*** Opening of Records provided ***
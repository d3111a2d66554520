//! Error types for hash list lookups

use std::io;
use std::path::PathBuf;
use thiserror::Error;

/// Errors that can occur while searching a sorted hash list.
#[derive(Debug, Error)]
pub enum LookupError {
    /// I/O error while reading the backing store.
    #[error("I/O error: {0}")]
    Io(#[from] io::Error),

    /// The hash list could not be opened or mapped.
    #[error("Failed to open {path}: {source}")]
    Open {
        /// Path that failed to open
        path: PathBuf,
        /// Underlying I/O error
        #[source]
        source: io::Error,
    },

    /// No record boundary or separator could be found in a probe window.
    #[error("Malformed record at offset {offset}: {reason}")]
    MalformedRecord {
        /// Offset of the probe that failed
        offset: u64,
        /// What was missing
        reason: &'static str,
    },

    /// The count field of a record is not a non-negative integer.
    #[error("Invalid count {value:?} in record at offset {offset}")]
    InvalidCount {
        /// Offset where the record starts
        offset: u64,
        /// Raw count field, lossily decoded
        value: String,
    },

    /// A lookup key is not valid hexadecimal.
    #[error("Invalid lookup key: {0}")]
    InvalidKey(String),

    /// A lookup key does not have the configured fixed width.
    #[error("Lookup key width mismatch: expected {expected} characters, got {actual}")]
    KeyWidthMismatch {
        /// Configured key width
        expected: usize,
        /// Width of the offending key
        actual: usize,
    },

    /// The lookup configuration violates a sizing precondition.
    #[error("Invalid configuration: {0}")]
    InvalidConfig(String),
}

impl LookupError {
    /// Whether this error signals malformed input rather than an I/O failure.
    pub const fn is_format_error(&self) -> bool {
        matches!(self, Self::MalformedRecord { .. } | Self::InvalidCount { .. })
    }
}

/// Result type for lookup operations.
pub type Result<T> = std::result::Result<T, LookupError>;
*** Close of Records provided ***
*** Opening of Records provided ***
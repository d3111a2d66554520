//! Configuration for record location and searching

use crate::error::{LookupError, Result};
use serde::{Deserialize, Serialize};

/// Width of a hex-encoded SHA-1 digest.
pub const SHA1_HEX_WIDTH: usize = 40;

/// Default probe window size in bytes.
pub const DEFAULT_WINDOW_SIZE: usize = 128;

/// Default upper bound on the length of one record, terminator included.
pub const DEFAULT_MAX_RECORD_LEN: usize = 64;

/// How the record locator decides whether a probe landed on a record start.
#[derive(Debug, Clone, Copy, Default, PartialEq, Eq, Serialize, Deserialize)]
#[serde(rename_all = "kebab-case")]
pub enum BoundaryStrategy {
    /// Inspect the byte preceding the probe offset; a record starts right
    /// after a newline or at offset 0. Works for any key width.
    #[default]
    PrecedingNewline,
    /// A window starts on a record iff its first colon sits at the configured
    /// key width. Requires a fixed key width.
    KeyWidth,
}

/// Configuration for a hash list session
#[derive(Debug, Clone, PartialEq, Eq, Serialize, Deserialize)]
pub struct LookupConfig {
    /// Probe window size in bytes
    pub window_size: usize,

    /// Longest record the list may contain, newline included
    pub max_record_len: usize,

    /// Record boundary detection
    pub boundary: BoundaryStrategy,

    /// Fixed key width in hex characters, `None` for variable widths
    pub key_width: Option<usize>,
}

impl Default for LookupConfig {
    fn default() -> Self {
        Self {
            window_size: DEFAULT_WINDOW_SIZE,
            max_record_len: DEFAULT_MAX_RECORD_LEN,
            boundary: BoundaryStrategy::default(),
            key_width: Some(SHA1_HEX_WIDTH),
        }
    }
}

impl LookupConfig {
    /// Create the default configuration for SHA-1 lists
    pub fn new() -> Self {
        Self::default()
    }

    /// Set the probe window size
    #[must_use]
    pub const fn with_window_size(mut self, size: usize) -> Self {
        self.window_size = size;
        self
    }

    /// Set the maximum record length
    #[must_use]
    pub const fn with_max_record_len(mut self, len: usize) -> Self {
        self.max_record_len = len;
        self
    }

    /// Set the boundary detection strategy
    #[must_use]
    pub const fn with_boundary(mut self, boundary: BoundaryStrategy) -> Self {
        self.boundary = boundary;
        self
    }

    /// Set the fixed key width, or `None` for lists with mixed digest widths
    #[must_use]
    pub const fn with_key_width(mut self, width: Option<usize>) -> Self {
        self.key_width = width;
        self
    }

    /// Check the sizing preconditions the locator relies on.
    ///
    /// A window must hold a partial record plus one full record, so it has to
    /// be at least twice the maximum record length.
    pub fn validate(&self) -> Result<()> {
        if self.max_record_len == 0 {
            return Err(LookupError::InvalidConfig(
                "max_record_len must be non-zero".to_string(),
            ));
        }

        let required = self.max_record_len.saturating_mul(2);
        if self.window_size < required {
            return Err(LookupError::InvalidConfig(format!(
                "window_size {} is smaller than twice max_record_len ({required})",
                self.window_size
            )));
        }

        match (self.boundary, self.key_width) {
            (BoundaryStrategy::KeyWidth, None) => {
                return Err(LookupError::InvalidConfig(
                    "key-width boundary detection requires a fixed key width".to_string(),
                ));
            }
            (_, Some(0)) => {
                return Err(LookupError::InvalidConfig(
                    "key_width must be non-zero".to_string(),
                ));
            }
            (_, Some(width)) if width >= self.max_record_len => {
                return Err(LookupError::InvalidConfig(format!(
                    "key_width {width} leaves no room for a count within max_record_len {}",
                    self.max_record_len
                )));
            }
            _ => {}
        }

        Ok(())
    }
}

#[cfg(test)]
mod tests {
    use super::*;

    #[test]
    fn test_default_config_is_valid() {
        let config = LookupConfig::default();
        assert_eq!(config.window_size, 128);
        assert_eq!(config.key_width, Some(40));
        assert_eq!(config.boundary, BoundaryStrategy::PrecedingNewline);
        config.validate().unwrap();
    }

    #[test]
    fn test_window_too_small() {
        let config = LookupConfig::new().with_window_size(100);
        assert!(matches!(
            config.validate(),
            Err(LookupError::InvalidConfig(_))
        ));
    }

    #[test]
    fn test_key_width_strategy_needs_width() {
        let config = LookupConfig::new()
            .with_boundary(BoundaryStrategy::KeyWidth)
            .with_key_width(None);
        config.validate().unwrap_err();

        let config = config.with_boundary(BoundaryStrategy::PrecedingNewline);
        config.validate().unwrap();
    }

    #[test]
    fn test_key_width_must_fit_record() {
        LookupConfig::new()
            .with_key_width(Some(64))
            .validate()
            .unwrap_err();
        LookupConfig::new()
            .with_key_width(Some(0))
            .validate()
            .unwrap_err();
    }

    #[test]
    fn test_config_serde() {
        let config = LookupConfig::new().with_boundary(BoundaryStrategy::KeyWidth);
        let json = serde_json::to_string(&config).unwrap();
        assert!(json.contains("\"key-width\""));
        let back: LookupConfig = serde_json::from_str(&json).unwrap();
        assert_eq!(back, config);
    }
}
*** Close of Records provided ***
*** Opening of Records provided ***
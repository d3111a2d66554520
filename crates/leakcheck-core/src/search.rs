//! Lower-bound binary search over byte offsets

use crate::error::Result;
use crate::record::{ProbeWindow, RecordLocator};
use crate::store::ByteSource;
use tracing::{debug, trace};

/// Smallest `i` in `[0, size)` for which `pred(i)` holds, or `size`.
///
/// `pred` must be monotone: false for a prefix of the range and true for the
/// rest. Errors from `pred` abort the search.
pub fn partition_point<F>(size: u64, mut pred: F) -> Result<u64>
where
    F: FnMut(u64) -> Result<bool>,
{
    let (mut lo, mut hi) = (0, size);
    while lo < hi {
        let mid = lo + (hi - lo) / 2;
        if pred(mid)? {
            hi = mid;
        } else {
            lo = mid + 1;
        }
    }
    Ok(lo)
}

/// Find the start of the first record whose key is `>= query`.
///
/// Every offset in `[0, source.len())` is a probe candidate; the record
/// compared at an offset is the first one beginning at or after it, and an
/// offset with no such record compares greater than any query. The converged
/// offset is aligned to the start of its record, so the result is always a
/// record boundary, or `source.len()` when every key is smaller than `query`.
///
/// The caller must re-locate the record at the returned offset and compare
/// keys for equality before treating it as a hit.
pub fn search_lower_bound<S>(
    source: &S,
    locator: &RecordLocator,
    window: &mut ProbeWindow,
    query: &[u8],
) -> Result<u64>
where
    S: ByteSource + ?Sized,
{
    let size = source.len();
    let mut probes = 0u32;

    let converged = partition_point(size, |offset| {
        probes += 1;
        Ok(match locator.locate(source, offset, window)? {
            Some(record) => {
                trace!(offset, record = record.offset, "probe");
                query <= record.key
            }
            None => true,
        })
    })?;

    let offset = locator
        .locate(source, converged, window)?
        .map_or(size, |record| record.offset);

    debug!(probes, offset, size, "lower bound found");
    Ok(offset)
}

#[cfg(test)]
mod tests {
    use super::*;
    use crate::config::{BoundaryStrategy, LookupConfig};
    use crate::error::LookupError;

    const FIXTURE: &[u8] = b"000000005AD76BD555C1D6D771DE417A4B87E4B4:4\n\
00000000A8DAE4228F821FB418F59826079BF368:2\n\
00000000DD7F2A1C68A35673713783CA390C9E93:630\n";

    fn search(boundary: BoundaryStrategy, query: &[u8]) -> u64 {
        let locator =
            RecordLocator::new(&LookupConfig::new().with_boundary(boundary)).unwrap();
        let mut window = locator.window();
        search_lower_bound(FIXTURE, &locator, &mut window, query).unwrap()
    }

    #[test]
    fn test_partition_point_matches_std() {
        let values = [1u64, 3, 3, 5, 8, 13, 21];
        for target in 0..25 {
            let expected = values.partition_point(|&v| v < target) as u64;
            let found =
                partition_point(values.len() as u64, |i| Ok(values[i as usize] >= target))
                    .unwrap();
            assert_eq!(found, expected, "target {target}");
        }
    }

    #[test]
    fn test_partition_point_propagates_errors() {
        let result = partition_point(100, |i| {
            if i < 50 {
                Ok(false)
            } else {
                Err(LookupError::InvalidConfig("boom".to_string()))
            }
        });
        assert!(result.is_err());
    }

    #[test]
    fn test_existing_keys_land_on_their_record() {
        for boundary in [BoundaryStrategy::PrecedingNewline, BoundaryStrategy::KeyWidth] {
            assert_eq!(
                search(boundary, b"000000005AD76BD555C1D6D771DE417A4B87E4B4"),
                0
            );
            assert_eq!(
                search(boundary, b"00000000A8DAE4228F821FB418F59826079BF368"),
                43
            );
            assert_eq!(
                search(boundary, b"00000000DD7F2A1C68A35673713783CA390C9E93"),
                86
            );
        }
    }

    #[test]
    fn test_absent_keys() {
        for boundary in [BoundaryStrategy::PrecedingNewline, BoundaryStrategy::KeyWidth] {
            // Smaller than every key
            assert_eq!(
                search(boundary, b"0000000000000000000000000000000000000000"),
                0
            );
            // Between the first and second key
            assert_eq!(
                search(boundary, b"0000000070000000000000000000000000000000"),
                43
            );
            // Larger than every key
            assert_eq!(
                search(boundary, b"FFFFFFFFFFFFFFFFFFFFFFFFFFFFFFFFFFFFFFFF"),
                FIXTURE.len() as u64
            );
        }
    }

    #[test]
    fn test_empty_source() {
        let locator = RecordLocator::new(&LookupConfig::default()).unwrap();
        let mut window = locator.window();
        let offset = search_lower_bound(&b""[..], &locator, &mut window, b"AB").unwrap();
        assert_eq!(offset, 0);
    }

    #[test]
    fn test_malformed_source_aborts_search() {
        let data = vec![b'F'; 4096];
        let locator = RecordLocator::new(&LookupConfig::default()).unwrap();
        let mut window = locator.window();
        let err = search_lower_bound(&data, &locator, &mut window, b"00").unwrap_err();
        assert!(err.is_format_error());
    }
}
*** Close of Records provided ***
Task instructions: Begin at the line that has "query <= record.key" in the entries above; stop after the line that has "let values = [1u64, 3, 3, 5, 8, 13, 21];". Transcribe exactly those lines and no others.

Solved problem:
                query <= record.key
            }
            None => true,
        })
    })?;

    let offset = locator
        .locate(source, converged, window)?
        .map_or(size, |record| record.offset);

    debug!(probes, offset, size, "lower bound found");
    Ok(offset)
}

#[cfg(test)]
mod tests {
    use super::*;
    use crate::config::{BoundaryStrategy, LookupConfig};
    use crate::error::LookupError;

    const FIXTURE: &[u8] = b"000000005AD76BD555C1D6D771DE417A4B87E4B4:4\n\
00000000A8DAE4228F821FB418F59826079BF368:2\n\
00000000DD7F2A1C68A35673713783CA390C9E93:630\n";

    fn search(boundary: BoundaryStrategy, query: &[u8]) -> u64 {
        let locator =
            RecordLocator::new(&LookupConfig::new().with_boundary(boundary)).unwrap();
        let mut window = locator.window();
        search_lower_bound(FIXTURE, &locator, &mut window, query).unwrap()
    }

    #[test]
    fn test_partition_point_matches_std() {
        let values = [1u64, 3, 3, 5, 8, 13, 21];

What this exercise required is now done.